MATERIAL PROVIDED: Begin
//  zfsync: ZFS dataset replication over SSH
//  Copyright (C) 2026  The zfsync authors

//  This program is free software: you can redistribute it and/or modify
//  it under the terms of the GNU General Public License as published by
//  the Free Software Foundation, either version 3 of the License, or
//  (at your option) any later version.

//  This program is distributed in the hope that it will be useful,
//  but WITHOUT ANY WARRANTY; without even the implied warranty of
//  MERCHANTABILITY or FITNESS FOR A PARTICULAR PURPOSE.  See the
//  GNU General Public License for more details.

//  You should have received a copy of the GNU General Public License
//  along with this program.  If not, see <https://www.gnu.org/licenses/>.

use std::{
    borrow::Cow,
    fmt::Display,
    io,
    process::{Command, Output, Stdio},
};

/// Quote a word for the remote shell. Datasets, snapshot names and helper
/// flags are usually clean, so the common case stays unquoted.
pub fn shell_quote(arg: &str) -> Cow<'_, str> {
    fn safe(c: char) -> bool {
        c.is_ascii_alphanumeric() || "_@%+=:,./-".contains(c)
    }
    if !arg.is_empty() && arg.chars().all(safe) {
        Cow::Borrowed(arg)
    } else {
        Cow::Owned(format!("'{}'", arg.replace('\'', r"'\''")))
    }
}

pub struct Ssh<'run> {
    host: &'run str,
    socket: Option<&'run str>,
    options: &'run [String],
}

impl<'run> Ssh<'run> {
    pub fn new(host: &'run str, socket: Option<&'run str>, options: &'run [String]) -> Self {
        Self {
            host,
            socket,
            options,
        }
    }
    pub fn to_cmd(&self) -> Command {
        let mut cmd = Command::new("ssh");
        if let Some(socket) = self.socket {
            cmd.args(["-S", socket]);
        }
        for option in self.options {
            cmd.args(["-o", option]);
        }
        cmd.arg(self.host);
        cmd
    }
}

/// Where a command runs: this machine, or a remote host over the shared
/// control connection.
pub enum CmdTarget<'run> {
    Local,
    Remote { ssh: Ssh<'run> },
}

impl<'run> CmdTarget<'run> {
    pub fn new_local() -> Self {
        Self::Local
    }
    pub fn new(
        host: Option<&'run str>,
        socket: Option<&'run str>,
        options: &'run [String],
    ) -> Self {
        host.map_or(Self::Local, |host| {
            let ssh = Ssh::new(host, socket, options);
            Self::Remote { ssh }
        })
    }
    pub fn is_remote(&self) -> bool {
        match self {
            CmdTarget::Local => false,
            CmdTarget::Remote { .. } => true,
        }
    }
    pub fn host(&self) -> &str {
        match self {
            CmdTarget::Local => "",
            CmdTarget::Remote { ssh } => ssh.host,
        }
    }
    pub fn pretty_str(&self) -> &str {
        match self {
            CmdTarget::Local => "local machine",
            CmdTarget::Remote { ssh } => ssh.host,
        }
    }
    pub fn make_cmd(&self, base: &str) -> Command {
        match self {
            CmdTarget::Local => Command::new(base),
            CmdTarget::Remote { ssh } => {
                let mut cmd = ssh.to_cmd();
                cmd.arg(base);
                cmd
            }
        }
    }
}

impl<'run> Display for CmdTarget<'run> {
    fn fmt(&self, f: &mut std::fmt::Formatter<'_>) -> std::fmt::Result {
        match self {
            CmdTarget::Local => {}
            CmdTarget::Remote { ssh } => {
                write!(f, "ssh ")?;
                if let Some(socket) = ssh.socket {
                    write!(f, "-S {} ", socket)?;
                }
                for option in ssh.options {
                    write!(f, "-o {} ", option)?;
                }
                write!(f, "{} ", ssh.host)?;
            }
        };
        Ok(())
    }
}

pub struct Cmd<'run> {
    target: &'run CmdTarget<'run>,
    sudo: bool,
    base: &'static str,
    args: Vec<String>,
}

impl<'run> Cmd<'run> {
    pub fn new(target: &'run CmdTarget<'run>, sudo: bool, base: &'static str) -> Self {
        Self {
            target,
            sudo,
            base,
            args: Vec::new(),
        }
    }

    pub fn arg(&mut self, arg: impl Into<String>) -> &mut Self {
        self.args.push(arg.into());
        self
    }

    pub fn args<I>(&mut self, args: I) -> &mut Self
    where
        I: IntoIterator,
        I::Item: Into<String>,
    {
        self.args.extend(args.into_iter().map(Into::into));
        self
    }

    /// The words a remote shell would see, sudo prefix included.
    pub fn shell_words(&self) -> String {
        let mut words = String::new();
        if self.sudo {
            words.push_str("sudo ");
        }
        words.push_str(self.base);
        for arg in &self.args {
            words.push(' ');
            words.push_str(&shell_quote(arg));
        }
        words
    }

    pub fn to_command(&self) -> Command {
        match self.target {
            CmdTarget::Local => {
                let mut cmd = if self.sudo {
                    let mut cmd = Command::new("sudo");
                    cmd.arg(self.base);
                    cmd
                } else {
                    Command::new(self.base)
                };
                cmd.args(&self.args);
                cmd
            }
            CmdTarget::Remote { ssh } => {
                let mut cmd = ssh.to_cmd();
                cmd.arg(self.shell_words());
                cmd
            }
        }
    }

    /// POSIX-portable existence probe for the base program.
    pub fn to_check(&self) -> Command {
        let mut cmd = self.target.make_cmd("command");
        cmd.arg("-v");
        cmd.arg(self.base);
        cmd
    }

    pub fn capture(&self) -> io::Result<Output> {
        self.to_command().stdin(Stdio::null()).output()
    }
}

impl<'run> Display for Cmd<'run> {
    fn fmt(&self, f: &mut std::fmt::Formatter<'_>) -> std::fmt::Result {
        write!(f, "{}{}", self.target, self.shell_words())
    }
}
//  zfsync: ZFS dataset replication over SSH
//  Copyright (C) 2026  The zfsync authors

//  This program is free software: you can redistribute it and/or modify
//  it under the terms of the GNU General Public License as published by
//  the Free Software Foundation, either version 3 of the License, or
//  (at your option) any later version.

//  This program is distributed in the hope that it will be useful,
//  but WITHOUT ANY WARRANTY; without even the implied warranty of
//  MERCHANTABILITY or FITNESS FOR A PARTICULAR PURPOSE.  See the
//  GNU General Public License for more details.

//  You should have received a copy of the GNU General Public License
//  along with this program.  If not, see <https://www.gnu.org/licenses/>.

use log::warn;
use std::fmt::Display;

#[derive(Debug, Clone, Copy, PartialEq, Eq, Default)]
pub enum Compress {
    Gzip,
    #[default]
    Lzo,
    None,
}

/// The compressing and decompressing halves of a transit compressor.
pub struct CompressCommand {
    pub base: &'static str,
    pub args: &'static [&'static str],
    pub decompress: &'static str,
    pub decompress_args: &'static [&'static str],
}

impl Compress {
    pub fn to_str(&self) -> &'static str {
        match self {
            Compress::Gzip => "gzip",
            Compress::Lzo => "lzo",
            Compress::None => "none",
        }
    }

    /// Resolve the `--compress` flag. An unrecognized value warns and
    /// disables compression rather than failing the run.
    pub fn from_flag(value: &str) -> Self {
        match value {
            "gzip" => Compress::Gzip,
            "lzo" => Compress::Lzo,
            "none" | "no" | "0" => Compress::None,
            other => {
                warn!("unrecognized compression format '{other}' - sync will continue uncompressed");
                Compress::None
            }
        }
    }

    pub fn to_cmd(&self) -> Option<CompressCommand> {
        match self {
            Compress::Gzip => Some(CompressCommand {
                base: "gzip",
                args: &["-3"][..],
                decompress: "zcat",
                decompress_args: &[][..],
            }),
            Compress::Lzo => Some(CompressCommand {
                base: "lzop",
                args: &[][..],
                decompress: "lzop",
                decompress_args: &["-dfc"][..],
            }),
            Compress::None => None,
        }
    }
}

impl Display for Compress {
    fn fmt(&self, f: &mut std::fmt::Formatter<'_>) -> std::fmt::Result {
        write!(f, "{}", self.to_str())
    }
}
MATERIAL PROVIDED: End
MATERIAL PROVIDED: Begin
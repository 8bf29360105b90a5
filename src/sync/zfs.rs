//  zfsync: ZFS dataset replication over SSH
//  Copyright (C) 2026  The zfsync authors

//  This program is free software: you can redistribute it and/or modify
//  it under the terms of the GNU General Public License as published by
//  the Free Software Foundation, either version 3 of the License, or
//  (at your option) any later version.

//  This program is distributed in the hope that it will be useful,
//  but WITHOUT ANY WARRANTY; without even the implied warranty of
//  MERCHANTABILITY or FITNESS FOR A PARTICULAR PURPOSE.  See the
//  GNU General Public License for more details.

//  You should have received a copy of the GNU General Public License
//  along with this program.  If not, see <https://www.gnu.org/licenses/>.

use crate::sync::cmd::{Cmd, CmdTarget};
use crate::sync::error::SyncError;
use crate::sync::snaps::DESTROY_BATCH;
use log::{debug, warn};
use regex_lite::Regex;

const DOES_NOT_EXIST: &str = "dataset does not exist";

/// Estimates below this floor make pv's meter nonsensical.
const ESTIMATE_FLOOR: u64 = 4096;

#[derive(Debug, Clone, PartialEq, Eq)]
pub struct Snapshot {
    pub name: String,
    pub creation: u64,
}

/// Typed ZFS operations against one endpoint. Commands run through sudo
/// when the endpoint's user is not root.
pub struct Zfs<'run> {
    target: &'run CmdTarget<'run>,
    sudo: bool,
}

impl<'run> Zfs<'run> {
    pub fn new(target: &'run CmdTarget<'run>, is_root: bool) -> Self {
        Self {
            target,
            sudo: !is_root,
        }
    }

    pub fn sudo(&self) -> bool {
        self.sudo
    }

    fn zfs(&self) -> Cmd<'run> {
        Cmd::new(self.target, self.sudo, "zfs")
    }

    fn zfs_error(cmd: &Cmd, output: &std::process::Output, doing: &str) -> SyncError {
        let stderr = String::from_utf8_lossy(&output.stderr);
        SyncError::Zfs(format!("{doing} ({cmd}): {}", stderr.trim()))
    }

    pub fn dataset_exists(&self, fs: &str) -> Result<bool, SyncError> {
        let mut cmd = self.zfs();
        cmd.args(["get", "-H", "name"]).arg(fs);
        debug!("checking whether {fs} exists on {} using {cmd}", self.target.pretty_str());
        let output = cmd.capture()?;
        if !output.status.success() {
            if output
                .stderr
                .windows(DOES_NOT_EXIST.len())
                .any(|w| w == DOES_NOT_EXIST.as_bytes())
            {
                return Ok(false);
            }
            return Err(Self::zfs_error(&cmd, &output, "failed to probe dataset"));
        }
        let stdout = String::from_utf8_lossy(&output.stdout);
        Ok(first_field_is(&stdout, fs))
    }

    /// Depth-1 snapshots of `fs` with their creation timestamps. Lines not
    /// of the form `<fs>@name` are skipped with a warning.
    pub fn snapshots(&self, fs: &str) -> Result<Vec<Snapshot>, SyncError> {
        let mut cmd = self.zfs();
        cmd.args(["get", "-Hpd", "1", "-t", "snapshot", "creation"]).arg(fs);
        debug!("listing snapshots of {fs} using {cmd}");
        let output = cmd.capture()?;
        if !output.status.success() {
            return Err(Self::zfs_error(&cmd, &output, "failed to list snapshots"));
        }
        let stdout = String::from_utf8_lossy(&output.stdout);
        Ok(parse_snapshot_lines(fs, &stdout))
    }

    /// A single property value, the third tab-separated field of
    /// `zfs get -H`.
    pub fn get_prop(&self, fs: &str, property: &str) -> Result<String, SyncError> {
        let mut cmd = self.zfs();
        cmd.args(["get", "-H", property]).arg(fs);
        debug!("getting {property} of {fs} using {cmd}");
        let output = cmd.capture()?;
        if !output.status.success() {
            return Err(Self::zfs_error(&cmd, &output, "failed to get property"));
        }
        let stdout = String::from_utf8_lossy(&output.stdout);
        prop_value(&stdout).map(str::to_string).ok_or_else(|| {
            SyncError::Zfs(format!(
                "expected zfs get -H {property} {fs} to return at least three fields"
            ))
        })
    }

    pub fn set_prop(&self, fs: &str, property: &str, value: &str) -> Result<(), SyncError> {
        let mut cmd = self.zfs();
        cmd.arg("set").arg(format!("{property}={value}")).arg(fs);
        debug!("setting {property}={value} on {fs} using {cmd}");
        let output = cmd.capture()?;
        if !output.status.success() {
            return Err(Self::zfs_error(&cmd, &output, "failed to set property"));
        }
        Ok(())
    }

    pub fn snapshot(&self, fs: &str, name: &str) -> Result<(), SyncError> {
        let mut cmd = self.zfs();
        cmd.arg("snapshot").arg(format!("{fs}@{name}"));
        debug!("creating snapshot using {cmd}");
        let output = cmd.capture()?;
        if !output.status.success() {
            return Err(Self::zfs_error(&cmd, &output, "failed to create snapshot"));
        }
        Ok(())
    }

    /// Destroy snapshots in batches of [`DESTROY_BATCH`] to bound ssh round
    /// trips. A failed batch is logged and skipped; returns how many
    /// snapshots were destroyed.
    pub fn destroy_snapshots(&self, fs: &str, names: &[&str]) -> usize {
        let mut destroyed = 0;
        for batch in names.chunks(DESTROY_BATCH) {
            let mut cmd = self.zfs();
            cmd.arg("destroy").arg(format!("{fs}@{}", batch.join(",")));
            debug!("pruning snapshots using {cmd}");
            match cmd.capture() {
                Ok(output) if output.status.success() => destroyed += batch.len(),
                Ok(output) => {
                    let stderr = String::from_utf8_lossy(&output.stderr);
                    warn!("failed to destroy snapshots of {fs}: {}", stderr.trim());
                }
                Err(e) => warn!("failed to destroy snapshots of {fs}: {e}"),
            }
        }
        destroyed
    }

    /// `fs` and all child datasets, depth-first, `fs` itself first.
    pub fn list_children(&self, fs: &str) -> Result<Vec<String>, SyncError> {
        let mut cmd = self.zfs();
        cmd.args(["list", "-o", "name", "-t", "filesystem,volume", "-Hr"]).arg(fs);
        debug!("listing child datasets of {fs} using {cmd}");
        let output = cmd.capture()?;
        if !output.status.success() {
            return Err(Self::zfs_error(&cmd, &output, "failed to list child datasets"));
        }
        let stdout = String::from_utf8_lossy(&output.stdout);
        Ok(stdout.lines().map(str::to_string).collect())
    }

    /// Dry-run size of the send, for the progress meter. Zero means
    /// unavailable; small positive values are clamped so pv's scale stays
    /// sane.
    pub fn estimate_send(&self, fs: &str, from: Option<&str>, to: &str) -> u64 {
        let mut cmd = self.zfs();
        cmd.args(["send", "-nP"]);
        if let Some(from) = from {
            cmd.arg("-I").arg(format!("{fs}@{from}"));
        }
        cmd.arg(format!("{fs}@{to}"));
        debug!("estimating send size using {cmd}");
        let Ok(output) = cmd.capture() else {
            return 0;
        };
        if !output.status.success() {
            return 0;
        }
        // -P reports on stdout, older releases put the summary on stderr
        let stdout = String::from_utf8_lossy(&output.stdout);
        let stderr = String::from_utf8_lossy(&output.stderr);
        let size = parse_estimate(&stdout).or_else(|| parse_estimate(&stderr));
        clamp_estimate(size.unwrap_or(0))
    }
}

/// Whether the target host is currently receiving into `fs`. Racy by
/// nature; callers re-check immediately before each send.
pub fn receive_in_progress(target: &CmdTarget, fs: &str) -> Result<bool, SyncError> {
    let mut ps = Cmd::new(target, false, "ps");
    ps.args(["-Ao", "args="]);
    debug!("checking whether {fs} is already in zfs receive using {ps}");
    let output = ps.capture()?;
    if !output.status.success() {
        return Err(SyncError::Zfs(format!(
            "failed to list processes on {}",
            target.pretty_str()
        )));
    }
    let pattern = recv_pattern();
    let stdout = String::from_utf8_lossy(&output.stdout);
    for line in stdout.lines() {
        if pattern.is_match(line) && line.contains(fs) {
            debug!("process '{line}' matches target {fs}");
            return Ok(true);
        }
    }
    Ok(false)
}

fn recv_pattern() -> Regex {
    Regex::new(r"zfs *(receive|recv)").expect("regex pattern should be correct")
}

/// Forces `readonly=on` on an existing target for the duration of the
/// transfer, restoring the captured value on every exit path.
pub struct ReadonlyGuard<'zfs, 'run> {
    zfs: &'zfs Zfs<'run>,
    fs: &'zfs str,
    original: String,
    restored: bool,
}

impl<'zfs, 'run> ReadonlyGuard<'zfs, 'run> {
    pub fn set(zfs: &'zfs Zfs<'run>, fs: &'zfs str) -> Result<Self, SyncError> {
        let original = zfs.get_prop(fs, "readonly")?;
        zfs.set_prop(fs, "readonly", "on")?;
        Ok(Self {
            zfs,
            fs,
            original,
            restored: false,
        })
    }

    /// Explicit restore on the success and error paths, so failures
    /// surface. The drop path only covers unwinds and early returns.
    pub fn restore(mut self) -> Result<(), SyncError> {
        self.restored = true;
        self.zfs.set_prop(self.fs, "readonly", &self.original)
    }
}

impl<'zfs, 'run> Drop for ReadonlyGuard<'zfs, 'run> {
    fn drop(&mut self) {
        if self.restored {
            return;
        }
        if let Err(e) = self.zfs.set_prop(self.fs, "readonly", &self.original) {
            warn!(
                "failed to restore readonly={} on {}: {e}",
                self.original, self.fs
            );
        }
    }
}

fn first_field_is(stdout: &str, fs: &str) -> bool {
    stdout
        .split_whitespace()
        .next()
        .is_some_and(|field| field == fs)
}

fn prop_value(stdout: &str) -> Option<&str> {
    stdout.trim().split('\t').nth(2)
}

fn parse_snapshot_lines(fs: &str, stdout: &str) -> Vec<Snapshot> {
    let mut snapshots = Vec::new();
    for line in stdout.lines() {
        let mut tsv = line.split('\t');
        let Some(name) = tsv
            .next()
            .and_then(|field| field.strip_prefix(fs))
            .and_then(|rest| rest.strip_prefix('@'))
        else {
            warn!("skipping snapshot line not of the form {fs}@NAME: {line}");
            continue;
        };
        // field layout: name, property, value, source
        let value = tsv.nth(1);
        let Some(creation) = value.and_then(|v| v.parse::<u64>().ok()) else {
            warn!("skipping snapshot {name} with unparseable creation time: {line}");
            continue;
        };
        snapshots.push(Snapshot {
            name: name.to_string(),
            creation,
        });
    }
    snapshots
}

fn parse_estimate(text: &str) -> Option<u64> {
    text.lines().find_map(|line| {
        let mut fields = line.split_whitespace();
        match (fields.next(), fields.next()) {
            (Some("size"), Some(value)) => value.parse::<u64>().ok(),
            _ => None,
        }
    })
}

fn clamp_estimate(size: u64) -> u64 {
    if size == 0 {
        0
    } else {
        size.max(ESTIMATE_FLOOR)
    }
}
MATERIAL PROVIDED: End
* [PROBLEM TO SOLVE]: Go through the material above and output exactly the lines from the one containing "w == DOES_NOT_EXIST.as_bytes())" through the one containing "timestamps. Lines not".

* [YOUR RESPONSE]:
                .any(|w| w == DOES_NOT_EXIST.as_bytes())
            {
                return Ok(false);
            }
            return Err(Self::zfs_error(&cmd, &output, "failed to probe dataset"));
        }
        let stdout = String::from_utf8_lossy(&output.stdout);
        Ok(first_field_is(&stdout, fs))
    }

    /// Depth-1 snapshots of `fs` with their creation timestamps. Lines not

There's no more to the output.